- _Instructions to follow_:
Within the data that follows, how many lines carry the string "adapted"? Give the number alone.

[[ Extracted entries open ]]

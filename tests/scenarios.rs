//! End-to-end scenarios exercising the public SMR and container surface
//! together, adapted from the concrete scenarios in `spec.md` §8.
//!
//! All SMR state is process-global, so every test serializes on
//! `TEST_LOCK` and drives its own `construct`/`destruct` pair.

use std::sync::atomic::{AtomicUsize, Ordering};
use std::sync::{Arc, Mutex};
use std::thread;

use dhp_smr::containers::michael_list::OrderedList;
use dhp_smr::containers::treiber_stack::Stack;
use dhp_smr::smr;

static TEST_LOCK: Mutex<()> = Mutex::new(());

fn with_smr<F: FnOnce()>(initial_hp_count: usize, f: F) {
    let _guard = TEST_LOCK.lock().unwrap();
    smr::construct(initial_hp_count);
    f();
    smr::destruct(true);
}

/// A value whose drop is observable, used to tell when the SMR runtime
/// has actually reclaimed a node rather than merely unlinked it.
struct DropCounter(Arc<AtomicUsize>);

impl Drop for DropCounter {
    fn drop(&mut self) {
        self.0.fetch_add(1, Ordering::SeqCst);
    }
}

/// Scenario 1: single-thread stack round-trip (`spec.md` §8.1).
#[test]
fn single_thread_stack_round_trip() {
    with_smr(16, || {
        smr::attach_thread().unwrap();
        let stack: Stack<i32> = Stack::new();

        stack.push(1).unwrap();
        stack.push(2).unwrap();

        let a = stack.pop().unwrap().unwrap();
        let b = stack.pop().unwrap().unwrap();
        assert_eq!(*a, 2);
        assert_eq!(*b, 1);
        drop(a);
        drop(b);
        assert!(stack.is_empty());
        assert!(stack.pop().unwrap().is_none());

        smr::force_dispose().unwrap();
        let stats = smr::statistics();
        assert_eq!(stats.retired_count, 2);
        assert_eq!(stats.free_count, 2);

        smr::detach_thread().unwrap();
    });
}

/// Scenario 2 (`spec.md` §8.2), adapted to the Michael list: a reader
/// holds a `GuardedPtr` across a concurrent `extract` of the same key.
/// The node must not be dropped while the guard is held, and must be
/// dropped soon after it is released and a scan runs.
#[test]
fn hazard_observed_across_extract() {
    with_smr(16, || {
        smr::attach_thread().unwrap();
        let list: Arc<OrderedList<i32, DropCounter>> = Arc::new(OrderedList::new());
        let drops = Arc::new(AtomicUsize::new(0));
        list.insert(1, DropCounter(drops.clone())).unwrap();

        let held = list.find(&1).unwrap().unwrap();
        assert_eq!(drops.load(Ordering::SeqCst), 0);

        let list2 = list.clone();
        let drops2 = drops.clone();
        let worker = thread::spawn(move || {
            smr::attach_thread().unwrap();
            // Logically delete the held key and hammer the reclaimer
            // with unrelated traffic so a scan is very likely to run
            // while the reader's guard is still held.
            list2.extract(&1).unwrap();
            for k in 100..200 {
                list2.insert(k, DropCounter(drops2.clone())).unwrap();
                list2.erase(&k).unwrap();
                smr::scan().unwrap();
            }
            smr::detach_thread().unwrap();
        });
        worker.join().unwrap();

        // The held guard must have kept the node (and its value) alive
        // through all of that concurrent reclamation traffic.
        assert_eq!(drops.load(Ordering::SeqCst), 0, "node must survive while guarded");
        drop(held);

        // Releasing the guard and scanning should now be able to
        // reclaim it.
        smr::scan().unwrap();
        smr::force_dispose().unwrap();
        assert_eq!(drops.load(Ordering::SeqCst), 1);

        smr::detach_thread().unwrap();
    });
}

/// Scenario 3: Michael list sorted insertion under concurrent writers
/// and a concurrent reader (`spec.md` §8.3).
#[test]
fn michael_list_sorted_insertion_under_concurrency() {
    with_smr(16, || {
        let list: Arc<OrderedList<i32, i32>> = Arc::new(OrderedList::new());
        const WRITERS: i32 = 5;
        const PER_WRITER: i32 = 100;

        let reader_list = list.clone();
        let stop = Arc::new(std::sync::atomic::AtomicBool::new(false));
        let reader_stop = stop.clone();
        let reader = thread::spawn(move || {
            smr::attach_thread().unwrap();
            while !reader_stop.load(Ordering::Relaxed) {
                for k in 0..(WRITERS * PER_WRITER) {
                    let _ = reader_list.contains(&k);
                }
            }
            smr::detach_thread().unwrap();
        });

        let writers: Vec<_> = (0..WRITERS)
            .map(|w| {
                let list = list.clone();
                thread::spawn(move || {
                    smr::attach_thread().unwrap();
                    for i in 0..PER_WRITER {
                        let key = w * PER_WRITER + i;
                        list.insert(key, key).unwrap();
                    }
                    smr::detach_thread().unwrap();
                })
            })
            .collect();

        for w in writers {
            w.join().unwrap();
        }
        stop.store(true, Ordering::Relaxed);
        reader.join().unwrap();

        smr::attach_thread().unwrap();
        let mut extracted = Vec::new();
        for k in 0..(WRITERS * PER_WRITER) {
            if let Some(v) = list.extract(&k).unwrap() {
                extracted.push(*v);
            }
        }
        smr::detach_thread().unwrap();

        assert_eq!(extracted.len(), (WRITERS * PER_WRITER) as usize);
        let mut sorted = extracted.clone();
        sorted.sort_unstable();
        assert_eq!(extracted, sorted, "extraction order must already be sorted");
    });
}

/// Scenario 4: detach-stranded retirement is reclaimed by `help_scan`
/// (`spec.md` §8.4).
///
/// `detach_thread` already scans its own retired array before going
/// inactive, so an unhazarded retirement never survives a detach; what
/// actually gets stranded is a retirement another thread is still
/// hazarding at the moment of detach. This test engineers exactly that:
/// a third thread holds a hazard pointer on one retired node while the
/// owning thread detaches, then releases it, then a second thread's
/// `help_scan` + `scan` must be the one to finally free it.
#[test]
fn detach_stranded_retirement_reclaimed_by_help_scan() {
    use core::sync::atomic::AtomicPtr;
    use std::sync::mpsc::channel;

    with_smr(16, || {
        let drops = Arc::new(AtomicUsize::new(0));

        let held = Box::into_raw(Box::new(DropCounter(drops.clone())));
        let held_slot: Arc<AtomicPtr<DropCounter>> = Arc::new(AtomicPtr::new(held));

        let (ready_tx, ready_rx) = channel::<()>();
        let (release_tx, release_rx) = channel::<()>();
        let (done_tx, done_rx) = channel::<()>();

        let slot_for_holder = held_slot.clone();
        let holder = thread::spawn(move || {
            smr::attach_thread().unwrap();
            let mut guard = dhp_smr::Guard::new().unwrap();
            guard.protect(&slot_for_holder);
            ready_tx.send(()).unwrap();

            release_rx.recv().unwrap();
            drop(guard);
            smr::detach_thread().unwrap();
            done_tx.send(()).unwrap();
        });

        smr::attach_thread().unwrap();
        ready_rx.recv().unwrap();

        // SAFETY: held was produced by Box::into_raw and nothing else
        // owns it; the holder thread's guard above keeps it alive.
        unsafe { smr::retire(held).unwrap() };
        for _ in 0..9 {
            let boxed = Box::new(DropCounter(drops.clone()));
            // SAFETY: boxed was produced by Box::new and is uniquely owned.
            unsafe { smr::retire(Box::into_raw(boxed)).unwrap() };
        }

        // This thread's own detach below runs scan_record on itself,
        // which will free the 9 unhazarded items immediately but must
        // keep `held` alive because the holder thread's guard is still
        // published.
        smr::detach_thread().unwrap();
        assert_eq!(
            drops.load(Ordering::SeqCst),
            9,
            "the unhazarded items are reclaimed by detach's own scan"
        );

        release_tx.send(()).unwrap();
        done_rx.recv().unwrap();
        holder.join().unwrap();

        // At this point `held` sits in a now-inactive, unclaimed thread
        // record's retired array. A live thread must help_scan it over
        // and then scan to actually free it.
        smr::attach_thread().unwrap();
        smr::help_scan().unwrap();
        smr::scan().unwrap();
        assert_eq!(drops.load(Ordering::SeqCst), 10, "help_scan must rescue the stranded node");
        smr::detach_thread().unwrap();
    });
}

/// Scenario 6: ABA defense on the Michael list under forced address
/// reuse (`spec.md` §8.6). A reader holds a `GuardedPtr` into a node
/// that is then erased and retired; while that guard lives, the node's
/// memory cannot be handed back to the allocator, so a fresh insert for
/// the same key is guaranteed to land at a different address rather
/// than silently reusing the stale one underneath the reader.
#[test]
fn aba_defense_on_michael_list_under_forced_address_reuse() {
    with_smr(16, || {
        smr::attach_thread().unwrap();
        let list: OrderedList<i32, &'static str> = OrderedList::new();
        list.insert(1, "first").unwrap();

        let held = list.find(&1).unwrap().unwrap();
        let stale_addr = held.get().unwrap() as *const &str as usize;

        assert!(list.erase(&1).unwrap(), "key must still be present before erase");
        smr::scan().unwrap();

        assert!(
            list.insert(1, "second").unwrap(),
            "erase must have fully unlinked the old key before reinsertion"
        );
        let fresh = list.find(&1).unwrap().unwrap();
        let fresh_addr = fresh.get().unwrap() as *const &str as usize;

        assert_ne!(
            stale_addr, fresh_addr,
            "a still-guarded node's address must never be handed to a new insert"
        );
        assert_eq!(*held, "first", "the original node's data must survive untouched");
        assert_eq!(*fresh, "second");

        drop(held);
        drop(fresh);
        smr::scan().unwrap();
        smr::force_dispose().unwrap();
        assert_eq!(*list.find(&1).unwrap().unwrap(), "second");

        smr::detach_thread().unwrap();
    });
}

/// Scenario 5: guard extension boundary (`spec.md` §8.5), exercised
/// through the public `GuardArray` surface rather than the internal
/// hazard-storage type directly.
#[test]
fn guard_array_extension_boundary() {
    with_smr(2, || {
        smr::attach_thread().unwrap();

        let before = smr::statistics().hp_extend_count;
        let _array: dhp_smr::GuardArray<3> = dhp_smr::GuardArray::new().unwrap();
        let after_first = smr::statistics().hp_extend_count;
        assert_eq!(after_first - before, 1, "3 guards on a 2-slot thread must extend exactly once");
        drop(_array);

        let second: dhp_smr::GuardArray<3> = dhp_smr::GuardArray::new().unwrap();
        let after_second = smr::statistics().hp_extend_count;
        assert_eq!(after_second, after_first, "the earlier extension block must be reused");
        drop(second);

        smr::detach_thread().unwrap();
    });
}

[[ Extracted entries closed ]]

- _Answer to this exercise_:
2